Spirit: The story that I want to tell you cannot be found in a book. They say that the history of the west was written from the saddle of a horse, but it's never been told from the heart of one. Not till now. I was born here, in this place that would come to be called the Old West. But, to my kind, the land was ageless. It had no beginning and no end, no boundary between earth and sky. Like the wind and the buffalo, we belonged here, we would always belong here. They say the mustang is the spirit of the West. Whether that west was won or lost in the end, you'll have to decide for yourself, but the story I want to tell you is true. I was there and I remember. I remember the sun, the sky, and the wind calling my name in a time when we ran free. I'll never forget the sound and the feeling of running together. The hoof beats were many, but our hearts were one."
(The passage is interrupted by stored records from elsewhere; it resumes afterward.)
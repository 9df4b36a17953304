// simulation/integrator.rs
// Turning force into motion: the kinematic formulas and the boundary policy
// consulted before a displacement is committed.

use std::sync::Arc;
use ultraviolet::DVec3;

use crate::config::BoundaryKind;
use crate::particle::{Axis, Location};

/// Single-expression motion formulas. Each call depends only on its inputs.
pub trait Kinematics: Send + Sync {
    fn acceleration(&self, force: f64, mass: f64) -> f64;
    fn velocity(&self, acceleration: f64, elapsed: f64) -> f64;
    fn displacement(&self, velocity: f64, elapsed: f64) -> f64;
}

/// a = F/m, v = a·t, d = v·t.
#[derive(Clone, Copy, Debug, Default)]
pub struct Newtonian;

impl Kinematics for Newtonian {
    fn acceleration(&self, force: f64, mass: f64) -> f64 {
        if mass != 0.0 {
            force / mass
        } else {
            0.0
        }
    }

    fn velocity(&self, acceleration: f64, elapsed: f64) -> f64 {
        acceleration * elapsed
    }

    fn displacement(&self, velocity: f64, elapsed: f64) -> f64 {
        velocity * elapsed
    }
}

/// Outcome of a boundary check for one axis.
#[derive(Clone, Copy, Debug, PartialEq)]
pub enum Resolved {
    /// Use this coordinate as the new position.
    Adjusted(f64),
    /// Add the displacement to the coordinate as usual.
    Unchanged,
}

pub trait BoundaryPolicy: Send + Sync {
    fn resolve(&self, coordinate: f64, displacement: f64, radius: f64) -> Resolved;
}

#[derive(Clone, Copy, Debug, Default)]
pub struct Unbounded;

impl BoundaryPolicy for Unbounded {
    fn resolve(&self, _coordinate: f64, _displacement: f64, _radius: f64) -> Resolved {
        Resolved::Unchanged
    }
}

/// Keeps a particle's extent inside the cube [-half_extent, half_extent]³.
/// A coordinate that would cross a face is clamped to the face minus the
/// particle's radius.
#[derive(Clone, Copy, Debug)]
pub struct Contain {
    pub half_extent: f64,
}

impl BoundaryPolicy for Contain {
    fn resolve(&self, coordinate: f64, displacement: f64, radius: f64) -> Resolved {
        let limit = (self.half_extent - radius.abs()).max(0.0);
        let candidate = coordinate + displacement;
        if candidate > limit {
            Resolved::Adjusted(limit)
        } else if candidate < -limit {
            Resolved::Adjusted(-limit)
        } else {
            Resolved::Unchanged
        }
    }
}

pub fn boundary_for(kind: BoundaryKind) -> Arc<dyn BoundaryPolicy> {
    match kind {
        BoundaryKind::Unbounded => Arc::new(Unbounded),
        BoundaryKind::Contain { half_extent } => Arc::new(Contain { half_extent }),
    }
}

/// Apply `displacement` to `location` axis by axis through `policy`.
/// Every axis sees the radius from before the move; the returned location
/// carries the radius of its new z.
pub fn commit(location: &Location, displacement: DVec3, policy: &dyn BoundaryPolicy) -> Location {
    let radius = location.radius();
    let mut next = location.coords();
    for axis in Axis::ALL {
        let coordinate = axis.get(next);
        let delta = axis.get(displacement);
        let value = match policy.resolve(coordinate, delta, radius) {
            Resolved::Adjusted(value) => value,
            Resolved::Unchanged => coordinate + delta,
        };
        axis.set(&mut next, value);
    }
    Location::from_vec(next)
}
// simulation/simulation.rs
// The simulation context handed to every worker: shared world, startup
// barrier, termination flag, configuration and the external collaborators.

use std::sync::Arc;

use super::clock::{Clock, SystemClock};
use super::integrator::{boundary_for, BoundaryPolicy, Kinematics, Newtonian};
use crate::config::SimConfig;
use crate::error::SimError;
use crate::sync::{StartupBarrier, TerminationFlag};
use crate::world::{checked_total, AmountCounters, Charges, World};

/// Cheap to clone: every field is shared.
#[derive(Clone)]
pub struct Simulation {
    pub world: Arc<World>,
    pub barrier: Arc<StartupBarrier>,
    pub termination: TerminationFlag,
    pub config: Arc<SimConfig>,
    pub kinematics: Arc<dyn Kinematics>,
    pub boundary: Arc<dyn BoundaryPolicy>,
    pub clock: Arc<dyn Clock>,
}

impl Simulation {
    /// Build a simulation around synchronization handles owned by the caller.
    pub fn initialize(
        electrons: usize,
        protons: usize,
        charges: Charges,
        barrier: Arc<StartupBarrier>,
        termination: TerminationFlag,
        config: SimConfig,
    ) -> Result<Self, SimError> {
        let world = World::initialize_with(electrons, protons, charges, Arc::clone(&barrier))?;
        Ok(Self {
            world,
            barrier,
            termination,
            boundary: boundary_for(config.boundary),
            config: Arc::new(config),
            kinematics: Arc::new(Newtonian),
            clock: Arc::new(SystemClock::new()),
        })
    }

    /// Build a simulation with fresh handles and the default charges.
    pub fn new(electrons: usize, protons: usize, config: SimConfig) -> Result<Self, SimError> {
        let total = checked_total(electrons, protons)?;
        Self::initialize(
            electrons,
            protons,
            Charges::default(),
            Arc::new(StartupBarrier::new(total)),
            TerminationFlag::new(),
            config,
        )
    }

    pub fn with_kinematics(mut self, kinematics: Arc<dyn Kinematics>) -> Self {
        self.kinematics = kinematics;
        self
    }

    pub fn with_boundary(mut self, boundary: Arc<dyn BoundaryPolicy>) -> Self {
        self.boundary = boundary;
        self
    }

    pub fn with_clock(mut self, clock: Arc<dyn Clock>) -> Self {
        self.clock = clock;
        self
    }

    pub fn counters(&self) -> AmountCounters {
        self.world.counters()
    }

    pub fn stop(&self) {
        self.termination.stop();
    }

    /// Release the world. Fails with `WorldInUse` while any worker (or
    /// clone of this context) is still alive.
    pub fn shutdown(self) -> Result<AmountCounters, SimError> {
        let Simulation { world, .. } = self;
        World::shutdown(world)
    }
}
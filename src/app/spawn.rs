// app/spawn.rs
// Launching workers: one thread per particle, or a fixed pool of threads
// that share the particles between them.

use std::thread::{self, JoinHandle};

use super::worker::{self, WorkerOutcome};
use crate::config::{self, SpawnMode};
use crate::error::SimError;
use crate::particle::{ParticleAttributes, ParticleType};
use crate::simulation::Simulation;

pub struct WorkerHandle {
    name: String,
    handle: JoinHandle<Vec<WorkerOutcome>>,
}

impl WorkerHandle {
    pub fn name(&self) -> &str {
        &self.name
    }

    /// Wait for the thread and collect the outcome of every particle it drove.
    pub fn join(self) -> Vec<WorkerOutcome> {
        match self.handle.join() {
            Ok(outcomes) => outcomes,
            Err(panic) => {
                let msg = panic
                    .downcast_ref::<&str>()
                    .map(|s| s.to_string())
                    .or_else(|| panic.downcast_ref::<String>().cloned())
                    .unwrap_or_else(|| "unknown panic".to_string());
                vec![Err(SimError::WorkerPanicked(format!("{}: {}", self.name, msg)))]
            }
        }
    }
}

impl Simulation {
    /// Launch one worker thread for one particle.
    pub fn spawn_worker(
        &self,
        index: usize,
        kind: ParticleType,
        mass: f64,
        charge: f64,
    ) -> Result<WorkerHandle, SimError> {
        let attributes = ParticleAttributes::new(index, kind, mass, charge);
        let name = format!("{}-{}", kind, index);
        let sim = self.clone();
        let handle = thread::Builder::new()
            .name(name.clone())
            .spawn(move || vec![worker::run(sim, attributes)])
            .map_err(SimError::ThreadSpawn)?;
        Ok(WorkerHandle { name, handle })
    }

    /// Launch `threads` pool threads and deal the particles out round-robin.
    pub fn spawn_pool(
        &self,
        particles: Vec<ParticleAttributes>,
        threads: usize,
    ) -> Result<Vec<WorkerHandle>, SimError> {
        let threads = threads.clamp(1, particles.len().max(1));
        let mut shares: Vec<Vec<ParticleAttributes>> = vec![Vec::new(); threads];
        for (i, attributes) in particles.into_iter().enumerate() {
            shares[i % threads].push(attributes);
        }

        log::info!("Starting worker pool with {} threads", threads);
        shares
            .into_iter()
            .enumerate()
            .map(|(i, share)| {
                let name = format!("pool-{}", i);
                let sim = self.clone();
                let handle = thread::Builder::new()
                    .name(name.clone())
                    .spawn(move || worker::run_share(sim, share))
                    .map_err(SimError::ThreadSpawn)?;
                Ok(WorkerHandle { name, handle })
            })
            .collect()
    }

    /// Launch every particle according to the configured spawn mode.
    pub fn spawn_all(&self, particles: Vec<ParticleAttributes>) -> Result<Vec<WorkerHandle>, SimError> {
        match self.config.spawn_mode {
            SpawnMode::ThreadPerParticle => particles
                .into_iter()
                .map(|a| self.spawn_worker(a.index, a.kind, a.mass, a.charge))
                .collect(),
            SpawnMode::Pool { threads } => {
                let threads = if threads == 0 {
                    config::default_pool_threads()
                } else {
                    threads
                };
                self.spawn_pool(particles, threads)
            }
        }
    }
}
// diagnostics.rs
// Summary statistics over a world snapshot, logged periodically by the
// coordinator while the workers run.

use rayon::prelude::*;
use ultraviolet::DVec3;

use crate::electric;
use crate::world::SnapshotEntry;

/// Aggregate view of one snapshot.
#[derive(Clone, Copy, Debug, PartialEq)]
pub struct SnapshotStats {
    pub count: usize,
    /// Closest pair distance, `None` with fewer than two particles.
    pub min_separation: Option<f64>,
    /// Electrostatic potential energy summed over every unordered pair.
    pub potential_energy: f64,
    pub centroid: DVec3,
}

impl SnapshotStats {
    pub fn from_snapshot(entries: &[SnapshotEntry]) -> Self {
        let count = entries.len();
        if count == 0 {
            return Self {
                count,
                min_separation: None,
                potential_energy: 0.0,
                centroid: DVec3::zero(),
            };
        }

        let centroid = entries
            .iter()
            .fold(DVec3::zero(), |acc, e| acc + e.location.coords())
            / count as f64;

        // Each row i covers the pairs (i, j) with j > i.
        let (min_separation, potential_energy) = (0..count)
            .into_par_iter()
            .map(|i| {
                let a = &entries[i];
                entries[i + 1..].iter().fold((None, 0.0), |(min, energy), b| {
                    let r = electric::distance(&a.location, &b.location);
                    (
                        closer(min, Some(r)),
                        energy + a.charge * electric::potential(b.charge, r),
                    )
                })
            })
            .reduce(
                || (None, 0.0),
                |(m1, e1), (m2, e2)| (closer(m1, m2), e1 + e2),
            );

        Self {
            count,
            min_separation,
            potential_energy,
            centroid,
        }
    }
}

fn closer(a: Option<f64>, b: Option<f64>) -> Option<f64> {
    match (a, b) {
        (Some(a), Some(b)) => Some(a.min(b)),
        (a, None) => a,
        (None, b) => b,
    }
}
Spirit: I had been waiting so long to run free, but that goodbye was harder than I ever imagined. I'll never forget that boy and how we won back our freedom together.
Spirit: And so I grew from colt to stallion, as wild and as reckless as thunder over the land. Racing with the eagle, soaring with the wind. Flying? There were times I believed I could.
Little Indian Girl: Bye-bye horsey!
Spirit: I couldn't understand it. She treated this scrawny two-legged like one of our kind, prancing around him like a love-struck yearling. It was down right unnatural.
Little Creek: I'm never going to ride you, am I? And no one ever should.
[Spirit is about to make a spectacular jump off a canyon]
Little Creek: Oh no...
Spirit: Oh yes!
Spirit: There was no end to the strange ways on the two-leggeds.
The Colonel: There are those in Washington who believe the West will never be settled, the Northern Pacific Railroad will never breach Nebraska, a hostile Lakota will never submit to providence. And it is that kind of small-minded thinking that say this horse will never be tamed. Discipline, time, and patience are the three great levelers.
Spirit: Sometimes a horse has got to do what a horse has got to do.
Little Creek: Take care of her... Spirit... who could not be broken.
Spirit: [after watching Rain play with Little Creek] Mares!
Spirit: I remember the first time I saw a rattler curled up in my path. This one didn't look like a rattler, but I was still thinkin' 'snake'.
Spirit: I couldn't believe it. One minute I was free and the next: More ropes.
Spirit: My heart galloped through the skies that night- back to my herd, where I belonged. I wondered if they missed me as much as I missed them.